Piemontese di Chieri, classe 1951, don Pasquero è salesiano dal 1968 e sacerdote dal 1979. Nella sua vita pastorale ha avuto vari e diversi incarichi: ha servito per due periodi nella “culla salesiana” di Valdocco, così come nell’area popolare di San Salvario, sempre a Torino; e in Valle d’Aosta, dove si è occupato della Casa per Ferie di Oulx. Ma l’esperienza certamente più sconcertante per questo salesiano, figlio di un operaio e di una commerciante, arriva quando viene assegnato ad Asti, dove arriva per gestire la palestra e il cinema Lumière dell’opera salesiana, e dove si ritrova poi quasi catapultato a stare accanto a quanti soffrono e muoiono senza il conforto dei sacramenti e privati della vicinanza di parenti e affetti.

“A febbraio 2020 – racconta – il vicecappellano dell’ospedale astigiano si era recato in India. Avevo così accettato di sostituirlo fino al suo rientro, che poi il lockdown ha impedito”. Insomma, ci si è ritrovato quasi per caso; eppure, nel mutare imprevedibile della situazione, don Pasquero ha mantenuto l’impegno assunto in tempi ben diversi, fino a ricevere anche la nomina ufficiale di vicecappellano.

Raccontando quei mesi drammatici, il sacerdote non fa giri di parole: “In terapia intensiva l’atmosfera era impressionante, tesa e frenetica. Medici e infermieri, irriconoscibili nelle loro tute di protezione, non lasciavano mai i pazienti e facevano davvero tutto ciò che era possibile, ma si sentivano impotenti e molto preoccupati. C’era la consapevolezza di essere di fronte a una malattia sconosciuta.

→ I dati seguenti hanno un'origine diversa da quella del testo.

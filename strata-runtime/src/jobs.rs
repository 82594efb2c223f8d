//! Job-submission contract
//!
//! A job is `{name, payload, max_attempts, backoff, timeout}`. The payload
//! carries the id of the single record the job owns.

use crate::retry::BackoffPolicy;
use serde::{Deserialize, Serialize};
use std::time::Duration;
use uuid::Uuid;

#[derive(Debug, Clone, Copy, PartialEq, Eq, Hash)]
pub enum JobName {
    CreateBackup,
    VerifyBackup,
    DeleteBackup,
    RecoveryTest,
    Restore,
}

impl JobName {
    pub fn as_str(self) -> &'static str {
        match self {
            JobName::CreateBackup => "create-backup",
            JobName::VerifyBackup => "verify-backup",
            JobName::DeleteBackup => "delete-backup",
            JobName::RecoveryTest => "recovery-test",
            JobName::Restore => "restore",
        }
    }
}

impl std::fmt::Display for JobName {
    fn fmt(&self, f: &mut std::fmt::Formatter<'_>) -> std::fmt::Result {
        f.write_str(self.as_str())
    }
}

impl TryFrom<&str> for JobName {
    type Error = crate::Error;

    fn try_from(s: &str) -> std::result::Result<Self, Self::Error> {
        match s {
            "create-backup" => Ok(JobName::CreateBackup),
            "verify-backup" => Ok(JobName::VerifyBackup),
            "delete-backup" => Ok(JobName::DeleteBackup),
            "recovery-test" => Ok(JobName::RecoveryTest),
            "restore" => Ok(JobName::Restore),
            _ => Err(crate::Error::Queue(format!("Unknown job name: {}", s))),
        }
    }
}

/// What a job operates on
#[derive(Debug, Clone, PartialEq, Eq, Serialize, Deserialize)]
#[serde(tag = "kind", rename_all = "snake_case")]
pub enum JobPayload {
    CreateBackup { backup_id: Uuid },
    VerifyBackup { backup_id: Uuid },
    DeleteBackup { backup_id: Uuid },
    RecoveryTest { test_id: Uuid },
    /// `None` restores the latest verified backup
    Restore { backup_id: Option<Uuid> },
}

impl JobPayload {
    pub fn name(&self) -> JobName {
        match self {
            JobPayload::CreateBackup { .. } => JobName::CreateBackup,
            JobPayload::VerifyBackup { .. } => JobName::VerifyBackup,
            JobPayload::DeleteBackup { .. } => JobName::DeleteBackup,
            JobPayload::RecoveryTest { .. } => JobName::RecoveryTest,
            JobPayload::Restore { .. } => JobName::Restore,
        }
    }
}

/// A job ready for submission
#[derive(Debug, Clone, PartialEq)]
pub struct JobSpec {
    pub payload: JobPayload,
    pub max_attempts: u32,
    pub backoff: BackoffPolicy,
    pub timeout: Duration,
}

impl JobSpec {
    pub fn name(&self) -> JobName {
        self.payload.name()
    }

    /// 3 attempts, exponential backoff from 10s, 1h timeout
    pub fn create_backup(backup_id: Uuid) -> Self {
        Self {
            payload: JobPayload::CreateBackup { backup_id },
            max_attempts: 3,
            backoff: BackoffPolicy::exponential(Duration::from_secs(10)),
            timeout: Duration::from_secs(60 * 60),
        }
    }

    /// 3 attempts, 10s apart, 30min timeout
    pub fn verify_backup(backup_id: Uuid) -> Self {
        Self {
            payload: JobPayload::VerifyBackup { backup_id },
            max_attempts: 3,
            backoff: BackoffPolicy::fixed(Duration::from_secs(10)),
            timeout: Duration::from_secs(30 * 60),
        }
    }

    /// 3 attempts, 5s apart, 5min timeout
    pub fn delete_backup(backup_id: Uuid) -> Self {
        Self {
            payload: JobPayload::DeleteBackup { backup_id },
            max_attempts: 3,
            backoff: BackoffPolicy::fixed(Duration::from_secs(5)),
            timeout: Duration::from_secs(5 * 60),
        }
    }

    pub fn recovery_test(test_id: Uuid) -> Self {
        Self {
            payload: JobPayload::RecoveryTest { test_id },
            max_attempts: 1,
            backoff: BackoffPolicy::none(),
            timeout: Duration::from_secs(2 * 60 * 60),
        }
    }

    /// Full-database restores are never retried automatically
    pub fn restore(backup_id: Option<Uuid>) -> Self {
        Self {
            payload: JobPayload::Restore { backup_id },
            max_attempts: 1,
            backoff: BackoffPolicy::none(),
            timeout: Duration::from_secs(2 * 60 * 60),
        }
    }

    pub fn with_max_attempts(mut self, max_attempts: u32) -> Self {
        self.max_attempts = max_attempts.max(1);
        self
    }

    pub fn with_backoff(mut self, backoff: BackoffPolicy) -> Self {
        self.backoff = backoff;
        self
    }

    pub fn with_timeout(mut self, timeout: Duration) -> Self {
        self.timeout = timeout;
        self
    }
}

#[cfg(test)]
mod tests {
    use super::*;
    use crate::retry::BackoffKind;

    #[test]
    fn test_create_backup_defaults() {
        let spec = JobSpec::create_backup(Uuid::new_v4());
        assert_eq!(spec.name(), JobName::CreateBackup);
        assert_eq!(spec.max_attempts, 3);
        assert_eq!(spec.backoff.kind, BackoffKind::Exponential);
        assert_eq!(spec.backoff.delay, Duration::from_secs(10));
        assert_eq!(spec.timeout, Duration::from_secs(3600));
    }

    #[test]
    fn test_restore_is_single_attempt() {
        let spec = JobSpec::restore(None);
        assert_eq!(spec.max_attempts, 1);
        assert_eq!(spec.backoff.kind, BackoffKind::None);
    }

    #[test]
    fn test_payload_wire_format() {
        let id = Uuid::new_v4();
        let json = serde_json::to_value(JobPayload::VerifyBackup { backup_id: id }).unwrap();
        assert_eq!(json["kind"], "verify_backup");
        assert_eq!(json["backup_id"], id.to_string());

        let restore: JobPayload =
            serde_json::from_value(serde_json::json!({"kind": "restore", "backup_id": null}))
                .unwrap();
        assert_eq!(restore, JobPayload::Restore { backup_id: None });
    }

    #[test]
    fn test_job_name_parsing() {
        assert_eq!(JobName::try_from("delete-backup").unwrap(), JobName::DeleteBackup);
        assert!(JobName::try_from("compact").is_err());
    }
}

I sanitari stavano lavorando a rischio della loro vita”.

Il sacerdote ricorda la prima volta in cui, in quel contesto davvero fuori da comune, ha dovuto dare l’Unzione degli infermi e l’insolito modus operandi imposto dal distanziamento. “Per ragioni di sicurezza, sono stato portato in una piccola stanza vetrata, da dove si intravedevano i malati: dopo aver intinto il dito nell’olio santo e averlo avvicinato al vetro, ho fatto il segno della croce e dato l’assoluzione a distanza”.

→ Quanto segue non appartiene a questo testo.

//! Worker configuration module
//!
//! Loads and validates the worker configuration from environment variables.
//! Everything is checked at boot so a bad value stops the process before it
//! touches the metadata store.

use anyhow::{anyhow, bail, Context, Result};
use chrono::Weekday;
use std::path::PathBuf;
use std::time::Duration;
use strata_runtime::local::{PgConnection, PgToolConfig};
use strata_runtime::{
    PipelineConfig, RestoreConfig, SamplerConfig, ScheduleConfig, WorkerConfig,
};
use strata_storage::validate_identifier;

/// Where encrypted backups are stored
#[derive(Debug, Clone, PartialEq)]
pub enum StorageBackend {
    /// Filesystem directory, one subtree per region
    Local { root: PathBuf },
    /// One Cloud Storage bucket per region, `region=bucket,...`
    Gcs { buckets: String },
}

/// Who wraps the per-backup data keys
#[derive(Clone, PartialEq)]
pub enum KeyBackend {
    /// `keyId=<base64 32 bytes>,...`
    LocalMasterKeys(String),
    /// `keyId=projects/.../cryptoKeys/...,...`
    CloudKms(String),
}

impl std::fmt::Debug for KeyBackend {
    fn fmt(&self, f: &mut std::fmt::Formatter<'_>) -> std::fmt::Result {
        match self {
            KeyBackend::LocalMasterKeys(_) => f.write_str("LocalMasterKeys(***)"),
            KeyBackend::CloudKms(keys) => f.debug_tuple("CloudKms").field(keys).finish(),
        }
    }
}

/// Settings consumed by the pipeline components
#[derive(Debug, Clone, Default)]
pub struct RuntimeSettings {
    pub pipeline: PipelineConfig,
    pub restore: RestoreConfig,
    pub schedule: ScheduleConfig,
    pub sampler: SamplerConfig,
    pub worker: WorkerConfig,
}

/// Full process configuration
#[derive(Debug, Clone)]
pub struct Settings {
    pub database_url: String,
    /// Maintenance database used to create and drop recovery-test databases
    pub admin_database_url: String,
    pub port: u16,
    pub storage: StorageBackend,
    pub keys: KeyBackend,
    pub pg_tools: PgToolConfig,
    pub alert_webhook_url: Option<String>,
    pub runtime: RuntimeSettings,
}

impl Settings {
    /// Load configuration from the process environment
    pub fn from_env() -> Result<Self> {
        Self::from_lookup(|key| std::env::var(key).ok())
    }

    /// Load configuration through `lookup`, which returns a variable's value
    pub fn from_lookup<F>(lookup: F) -> Result<Self>
    where
        F: Fn(&str) -> Option<String>,
    {
        let var = |key: &str| lookup(key).filter(|v| !v.trim().is_empty());
        let or = |key: &str, default: &str| var(key).unwrap_or_else(|| default.to_string());

        let database_url = var("DATABASE_URL").context("DATABASE_URL must be set")?;
        let admin_database_url =
            var("STRATA_ADMIN_DATABASE_URL").unwrap_or_else(|| database_url.clone());
        let port = parse(&or("PORT", "8080"), "PORT")?;

        let scratch_dir = var("STRATA_SCRATCH_DIR")
            .map(PathBuf::from)
            .unwrap_or_else(|| std::env::temp_dir().join("strata"));

        let pipeline = PipelineConfig {
            primary_database: or("STRATA_PRIMARY_DATABASE", "teachlink"),
            primary_region: or("STRATA_PRIMARY_REGION", "us-east-1"),
            secondary_region: or("STRATA_SECONDARY_REGION", "us-west-2"),
            retention_days: parse(&or("STRATA_RETENTION_DAYS", "30"), "STRATA_RETENTION_DAYS")?,
            encryption_key_id: or("STRATA_ENCRYPTION_KEY_ID", "backup-master-key"),
            scratch_dir: scratch_dir.clone(),
        };

        let restore = RestoreConfig {
            target_database: pipeline.primary_database.clone(),
            rto: Duration::from_secs(parse(&or("STRATA_RTO_SECONDS", "900"), "STRATA_RTO_SECONDS")?),
            scratch_dir,
        };

        let sample_hour = match or("STRATA_SAMPLE_HOUR", "4").as_str() {
            "off" | "disabled" => None,
            hour => Some(parse(hour, "STRATA_SAMPLE_HOUR")?),
        };
        let schedule = ScheduleConfig {
            weekly_day: or("STRATA_WEEKLY_BACKUP_DAY", "Sun")
                .parse::<Weekday>()
                .map_err(|_| anyhow!("STRATA_WEEKLY_BACKUP_DAY must be a weekday name"))?,
            weekly_hour: parse(&or("STRATA_WEEKLY_BACKUP_HOUR", "2"), "STRATA_WEEKLY_BACKUP_HOUR")?,
            cleanup_hour: parse(&or("STRATA_CLEANUP_HOUR", "3"), "STRATA_CLEANUP_HOUR")?,
            sample_hour,
        };

        let sampler = SamplerConfig {
            sample_percent: parse(&or("STRATA_SAMPLE_PERCENT", "10"), "STRATA_SAMPLE_PERCENT")?,
            corruption_threshold: parse(
                &or("STRATA_CORRUPTION_ALERT_THRESHOLD", "1"),
                "STRATA_CORRUPTION_ALERT_THRESHOLD",
            )?,
            restore_test: parse(
                &or("STRATA_SAMPLE_RESTORE_TEST", "false"),
                "STRATA_SAMPLE_RESTORE_TEST",
            )?,
            auto_repair: parse(&or("STRATA_AUTO_REPAIR", "true"), "STRATA_AUTO_REPAIR")?,
        };

        let worker = WorkerConfig {
            poll_interval: Duration::from_millis(parse(
                &or("STRATA_POLL_INTERVAL_MS", "1000"),
                "STRATA_POLL_INTERVAL_MS",
            )?),
            concurrency: parse(&or("STRATA_WORKER_CONCURRENCY", "2"), "STRATA_WORKER_CONCURRENCY")?,
        };

        let storage = match or("STRATA_STORAGE_BACKEND", "local").as_str() {
            "local" => StorageBackend::Local {
                root: PathBuf::from(or("STRATA_LOCAL_STORAGE_ROOT", "./strata-data")),
            },
            "gcs" => StorageBackend::Gcs {
                buckets: var("STRATA_GCS_BUCKETS")
                    .context("STRATA_GCS_BUCKETS must be set when STRATA_STORAGE_BACKEND=gcs")?,
            },
            other => bail!("STRATA_STORAGE_BACKEND must be 'local' or 'gcs', got '{}'", other),
        };

        let keys = match (var("STRATA_KMS_KEYS"), var("STRATA_LOCAL_MASTER_KEYS")) {
            (Some(kms), _) => KeyBackend::CloudKms(kms),
            (None, Some(local)) => KeyBackend::LocalMasterKeys(local),
            (None, None) => bail!("Either STRATA_KMS_KEYS or STRATA_LOCAL_MASTER_KEYS must be set"),
        };

        let pg_tools = PgToolConfig {
            pg_dump_path: PathBuf::from(or("STRATA_PG_DUMP_PATH", "pg_dump")),
            pg_restore_path: PathBuf::from(or("STRATA_PG_RESTORE_PATH", "pg_restore")),
            connection: PgConnection {
                host: or("STRATA_PG_HOST", "localhost"),
                port: parse(&or("STRATA_PG_PORT", "5432"), "STRATA_PG_PORT")?,
                user: or("STRATA_PG_USER", "postgres"),
                password: var("STRATA_PG_PASSWORD"),
            },
            ..PgToolConfig::default()
        };

        let settings = Self {
            database_url,
            admin_database_url,
            port,
            storage,
            keys,
            pg_tools,
            alert_webhook_url: var("STRATA_ALERT_WEBHOOK_URL"),
            runtime: RuntimeSettings {
                pipeline,
                restore,
                schedule,
                sampler,
                worker,
            },
        };
        settings.validate()?;
        Ok(settings)
    }

    /// Validate configuration
    pub fn validate(&self) -> Result<()> {
        let pipeline = &self.runtime.pipeline;
        validate_identifier(&pipeline.primary_database, "STRATA_PRIMARY_DATABASE")?;
        validate_identifier(&pipeline.primary_region, "STRATA_PRIMARY_REGION")?;
        validate_identifier(&pipeline.secondary_region, "STRATA_SECONDARY_REGION")?;
        if pipeline.primary_region == pipeline.secondary_region {
            bail!("STRATA_SECONDARY_REGION must differ from STRATA_PRIMARY_REGION");
        }
        if pipeline.retention_days <= 0 {
            bail!("STRATA_RETENTION_DAYS must be positive");
        }
        if pipeline.encryption_key_id.trim().is_empty() {
            bail!("STRATA_ENCRYPTION_KEY_ID cannot be empty");
        }

        let schedule = &self.runtime.schedule;
        for (name, hour) in [
            ("STRATA_WEEKLY_BACKUP_HOUR", Some(schedule.weekly_hour)),
            ("STRATA_CLEANUP_HOUR", Some(schedule.cleanup_hour)),
            ("STRATA_SAMPLE_HOUR", schedule.sample_hour),
        ] {
            if matches!(hour, Some(h) if h > 23) {
                bail!("{} must be between 0 and 23", name);
            }
        }

        let sampler = &self.runtime.sampler;
        if !(sampler.sample_percent > 0.0 && sampler.sample_percent <= 100.0) {
            bail!("STRATA_SAMPLE_PERCENT must be in (0, 100]");
        }
        if sampler.corruption_threshold == 0 {
            bail!("STRATA_CORRUPTION_ALERT_THRESHOLD must be at least 1");
        }

        if self.runtime.restore.rto.is_zero() {
            bail!("STRATA_RTO_SECONDS must be positive");
        }
        if self.runtime.worker.concurrency == 0 {
            bail!("STRATA_WORKER_CONCURRENCY must be at least 1");
        }
        if self.runtime.worker.poll_interval.is_zero() {
            bail!("STRATA_POLL_INTERVAL_MS must be positive");
        }

        if let Some(url) = &self.alert_webhook_url {
            if !url.starts_with("https://") && !url.starts_with("http://") {
                bail!("STRATA_ALERT_WEBHOOK_URL must be a valid HTTP(S) URL");
            }
        }
        Ok(())
    }
}

fn parse<T>(value: &str, name: &str) -> Result<T>
where
    T: std::str::FromStr,
    T::Err: std::fmt::Display,
{
    value
        .trim()
        .parse::<T>()
        .map_err(|e| anyhow!("Invalid {} value '{}': {}", name, value, e))
}

/// Mask password in database URL for logging
pub fn mask_password(url: &str) -> String {
    if let Some(at_pos) = url.find('@') {
        if let Some(colon_pos) = url[..at_pos].rfind(':') {
            if !url[colon_pos..].starts_with("://") {
                let mut masked = url.to_string();
                masked.replace_range(colon_pos + 1..at_pos, "****");
                return masked;
            }
        }
    }
    url.to_string()
}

L’episodio più sconcertante per don Pasquero è legato, però, a un’altra prima volta, il momento in cui è stato chiamato per una benedizione nella camera mortuaria, in piena emergenza sanitaria. “Mi sono trovato di fronte a due bare già chiuse, solo con la targhetta del nome delle persone decedute: non c’erano accanto familiari, né amici che piangessero o pregassero per loro. Non c’erano fiori. Tutto era spoglio. Avendo chiesto spiegazioni, mi fu detto che da lì tutti partivano soli. Ricordo che rimasi senza fiato. Quella solitudine e quel senso di isolamento fuori dal normale erano troppo squallidi, troppo dolorosi. In un’altra, tristissima occasione, in cui dovevo impartire la benedizione a molte persone decedute, mi sono trovato di fronte a più bare in un silenzio assordante. Non conoscevo quei defunti, ma a tutti ho dato la mia benedizione. A volte, gli addetti alle onoranze funebri filmavano, per inviare il video ai parenti, affinché avessero almeno quella consolazione, dato che il Covid-19 non aveva loro permesso di vedere i loro cari né vivi né morti. Il cuore, ogni volta, mi si riempiva di grande angoscia”.

In quel periodo, la ricerca del conforto religioso è stata molto sentita dalla comunità, alimentando il senso di coesione e vicinanza. Prosegue ancora il sacerdote: “Alcuni operatori sanitari si sfogavano e mi chiedevano di pregare per loro. L’emergenza cresceva ogni giorno. La Domenica delle Palme 2020, un’infermiera mi chiese di sporgerle un ramo di ulivo, riferendomi che i ricoveri erano aumentati al punto da smantellare anche due sale operatorie”.

Altrettanto indimenticabile per don Pasquero è stata la riapertura delle chiese. “Ricordo il senso di liberazione quando si è potuto di nuovo celebrare la Messa in presenza dei fedeli e la commozione di alcuni di loro durante la mia prima omelia dopo il lockdown di primavera”.